MADRID 6 ago. (EUROPA PRESS) -
A Real Sociedade Canina da Espanha (RSCE) alertou que a escuridão repentina e, sobretudo, as aglomerações e as mudanças de comportamento das pessoas “podem causar inquietação em alguns animais” e recomenda “não colocar óculos para eclipse nos cães nem obrigá-los a olhar diretamente para o Sol” durante o eclipse do próximo dia 12 de agosto.
Diante da mudança de comportamento que a escuridão repentina pode causar em alguns animais, a RSCE aconselha mantê-los sob vigilância e lembra que os cães “geralmente não olham diretamente para o Sol por iniciativa própria”.
Assim, alerta que “o risco pode surgir quando se tenta direcionar a atenção deles para o fenômeno, segurar a cabeça deles para tirar uma foto ou colocar óculos que não foram projetados para eles”.
“Os óculos homologados comercializados para observar o eclipse são concebidos para pessoas e não devem ser usados em animais”, esclarece a organização, que destaca que, além de causar desconforto ou estresse, “o cão pode tentar tirá-los, mordê-los ou engolir alguma de suas peças”.
A RSCE ressalta que a maioria dos cães “reagirá mais às mudanças que ocorrerem ao seu redor — como aglomerações de pessoas, barulho, agitação ou alterações em suas rotinas — do que ao próprio eclipse”.
Nesse sentido, afirma que a escuridão repentina “pode desconcertar especialmente aqueles animais que já apresentam ansiedade, medo de barulho ou maior sensibilidade às mudanças”.
Para apreciar o eclipse com segurança, a organização recomenda seguir uma série de orientações e lembra que atribuir aos cães reações ou necessidades humanas “pode causar-lhes estresse ou situações de desconforto desnecessárias”.
Assim, aconselha não colocar óculos no cão nem direcionar seu olhar para o Sol, já que o cão “não precisa observar o eclipse e não deve ser forçado a fazê-lo, nem mesmo para tirar fotos”; e manter uma rotina tranquila: “É recomendável agir com normalidade e evitar criar um ambiente de alarme ou excitação excessiva”.
Além disso, pede que se evitem aglomerações e, se a observação for feita em um local movimentado, com barulho, trânsito ou muita atividade, “pode ser preferível deixar o cão em casa, em um ambiente conhecido”; e lembra que, se ele sair para a rua, ele deve estar na coleira e devidamente identificado para evitar fugas diante de um possível susto, e incentiva a prestar atenção a possíveis sinais de estresse, como ofegar excessivo, tremores, gemidos, inquietação ou a busca por um esconderijo, que podem indicar que o animal precisa se afastar do barulho e permanecer em um local tranquilo.

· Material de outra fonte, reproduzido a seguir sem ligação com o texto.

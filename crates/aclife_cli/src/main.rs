//! aclife CLI
//!
//! Command-line tools for the aclife server core.
//!
//! # Commands
//!
//! - `config` - Print the effective server configuration
//! - `selftest` - Run register, login, save and sync against an in-memory backend

mod commands;

use aclife_server::{RatePolicy, ServerConfig};
use clap::{ArgAction, Args, Parser, Subcommand};
use std::time::Duration;
use tracing_subscriber::EnvFilter;

/// aclife server tools.
#[derive(Parser)]
#[command(name = "aclife")]
#[command(author, version, about, long_about = None)]
struct Cli {
    /// Enable verbose output
    #[arg(global = true, short, long)]
    verbose: bool,

    #[command(flatten)]
    config: ConfigArgs,

    #[command(subcommand)]
    command: Commands,
}

/// Server settings, each overridable from the environment.
#[derive(Args, Debug)]
struct ConfigArgs {
    /// Seconds a started login may wait for its second phase
    #[arg(global = true, long, env = "ACLIFE_PROTOCOL_SESSION_TTL", default_value_t = 300)]
    protocol_session_ttl: u64,

    /// Seconds an idle client's rate window is kept
    #[arg(global = true, long, env = "ACLIFE_RATE_WINDOW_RETENTION", default_value_t = 120)]
    rate_window_retention: u64,

    /// Seconds a billing status is trusted
    #[arg(global = true, long, env = "ACLIFE_SUBSCRIPTION_CACHE_TTL", default_value_t = 300)]
    subscription_cache_ttl: u64,

    /// Seconds between sweeps of expired state
    #[arg(global = true, long, env = "ACLIFE_SWEEP_INTERVAL", default_value_t = 60)]
    sweep_interval: u64,

    /// Hours an access token stays valid
    #[arg(global = true, long, env = "ACLIFE_ACCESS_TOKEN_HOURS", default_value_t = 12)]
    access_token_hours: u64,

    /// Seconds before a request times out
    #[arg(global = true, long, env = "ACLIFE_REQUEST_TIMEOUT", default_value_t = 10)]
    request_timeout: u64,

    /// Require an active subscription for calendar access
    #[arg(
        global = true,
        long,
        env = "ACLIFE_SUBSCRIPTION_REQUIRED",
        default_value_t = true,
        action = ArgAction::Set
    )]
    subscription_required: bool,

    /// Trust the X-Real-IP header
    #[arg(global = true, long, env = "ACLIFE_BEHIND_PROXY")]
    behind_proxy: bool,

    /// Auth requests allowed per minute per client
    #[arg(global = true, long, env = "ACLIFE_AUTH_RATE", default_value_t = 30)]
    auth_rate: usize,

    /// Calendar requests allowed per second per client
    #[arg(global = true, long, env = "ACLIFE_CALENDAR_RATE", default_value_t = 20)]
    calendar_rate: usize,

    /// Account requests allowed per second per client
    #[arg(global = true, long, env = "ACLIFE_ACCOUNT_RATE", default_value_t = 5)]
    account_rate: usize,

    /// Billing callbacks allowed per second per client
    #[arg(global = true, long, env = "ACLIFE_BILLING_RATE", default_value_t = 100)]
    billing_rate: usize,

    /// Hex key for decoy salts (random if unset)
    #[arg(global = true, long, env = "ACLIFE_SALT_DECOY_KEY", hide_env_values = true)]
    salt_decoy_key: Option<String>,
}

impl ConfigArgs {
    fn to_config(&self) -> Result<ServerConfig, Box<dyn std::error::Error>> {
        let mut config = ServerConfig::new()
            .with_protocol_session_ttl(Duration::from_secs(self.protocol_session_ttl))
            .with_rate_window_retention(Duration::from_secs(self.rate_window_retention))
            .with_subscription_cache_ttl(Duration::from_secs(self.subscription_cache_ttl))
            .with_sweep_interval(Duration::from_secs(self.sweep_interval))
            .with_access_token_lifetime(Duration::from_secs(self.access_token_hours * 3600))
            .with_request_timeout(Duration::from_secs(self.request_timeout))
            .with_subscription_required(self.subscription_required)
            .with_behind_proxy(self.behind_proxy)
            .with_auth_rate(RatePolicy::per_minute(self.auth_rate))
            .with_calendar_rate(RatePolicy::per_second(self.calendar_rate))
            .with_account_rate(RatePolicy::per_second(self.account_rate))
            .with_billing_rate(RatePolicy::per_second(self.billing_rate));

        if let Some(key) = &self.salt_decoy_key {
            let key = hex::decode(key.trim()).map_err(|e| format!("Invalid decoy key: {e}"))?;
            if key.len() < 16 {
                return Err("Decoy key must be at least 16 bytes".into());
            }
            config = config.with_salt_decoy_key(key);
        }
        if self.sweep_interval == 0 {
            return Err("Sweep interval must be positive".into());
        }
        Ok(config)
    }
}

#[derive(Subcommand)]
enum Commands {
    /// Print the effective server configuration
    Config {
        /// Output format (text, json)
        #[arg(short, long, default_value = "text")]
        format: String,
    },

    /// Exercise the full request flow in-process
    Selftest {
        /// Identity to register
        #[arg(long, default_value = "selftest@example.com")]
        email: String,

        /// Password to register with
        #[arg(long, default_value = "correct horse battery staple")]
        password: String,

        /// Number of events to save
        #[arg(long, default_value_t = 3)]
        events: u8,

        /// Argon2id memory cost in KiB
        #[arg(long, default_value_t = 64 * 1024)]
        kdf_memory_kib: u32,

        /// Argon2id passes
        #[arg(long, default_value_t = 3)]
        kdf_iterations: u32,

        /// Output format (text, json)
        #[arg(short, long, default_value = "text")]
        format: String,
    },

    /// Show version information
    Version,
}

fn main() -> Result<(), Box<dyn std::error::Error>> {
    let cli = Cli::parse();

    let default_level = if cli.verbose { "debug" } else { "info" };
    let filter =
        EnvFilter::try_from_default_env().unwrap_or_else(|_| EnvFilter::new(default_level));
    tracing_subscriber::fmt().with_env_filter(filter).init();

    let config = cli.config.to_config()?;
    match cli.command {
        Commands::Config { format } => {
            commands::config::run(&config, &format)?;
        }
        Commands::Selftest {
            email,
            password,
            events,
            kdf_memory_kib,
            kdf_iterations,
            format,
        } => {
            let options = commands::selftest::Options {
                email,
                password,
                events,
                kdf: aclife_server::KdfParams::new(kdf_memory_kib, kdf_iterations, 1),
            };
            let runtime = tokio::runtime::Builder::new_multi_thread()
                .enable_all()
                .build()?;
            let report = runtime.block_on(commands::selftest::run(config, options))?;
            commands::selftest::print(&report, &format)?;
        }
        Commands::Version => {
            println!("aclife CLI v{}", env!("CARGO_PKG_VERSION"));
        }
    }

    Ok(())
}

#[cfg(test)]
mod tests {
    use super::*;

    #[test]
    fn defaults_match_server_defaults() {
        let cli = Cli::try_parse_from(["aclife", "config"]).unwrap();
        let config = cli.config.to_config().unwrap();
        let defaults = ServerConfig::default();
        assert_eq!(config.protocol_session_ttl, defaults.protocol_session_ttl);
        assert_eq!(config.access_token_lifetime, defaults.access_token_lifetime);
        assert_eq!(config.auth_rate, defaults.auth_rate);
        assert_eq!(config.billing_rate, defaults.billing_rate);
        assert!(config.subscription_required);
    }

    #[test]
    fn flags_override() {
        let cli = Cli::try_parse_from([
            "aclife",
            "--subscription-required",
            "false",
            "--auth-rate",
            "5",
            "--salt-decoy-key",
            "000102030405060708090a0b0c0d0e0f",
            "config",
        ])
        .unwrap();
        let config = cli.config.to_config().unwrap();
        assert!(!config.subscription_required);
        assert_eq!(config.auth_rate, RatePolicy::per_minute(5));
        assert_eq!(config.salt_decoy_key.expose().len(), 16);
    }

    #[test]
    fn bad_values_rejected() {
        let cli = Cli::try_parse_from(["aclife", "--salt-decoy-key", "zz", "config"]).unwrap();
        assert!(cli.config.to_config().is_err());

        let cli = Cli::try_parse_from(["aclife", "--sweep-interval", "0", "config"]).unwrap();
        assert!(cli.config.to_config().is_err());
    }
}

“Proteja-o também do calor. Em pleno mês de agosto, o principal risco continua sendo a temperatura. É importante ter água fresca, sombra e evitar passeios durante as horas de maior calor”, acrescenta a organização.
Segundo o presidente da RSCE, José Miguel Doval, “o eclipse, por si só, não representa uma ameaça para os cães”. “O verdadeiro risco decorre de certos comportamentos humanos e do ambiente de aglomeração e agitação que pode se gerar em torno desse fenômeno”, afirma.
“Por isso, não devemos obrigá-los a participar da experiência como se eles a vivessem da mesma forma que nós, nem atribuir-lhes necessidades que eles não têm. Manter suas rotinas, evitar situações de estresse e respeitar seu comportamento natural é a melhor maneira de protegê-los”, ressalta.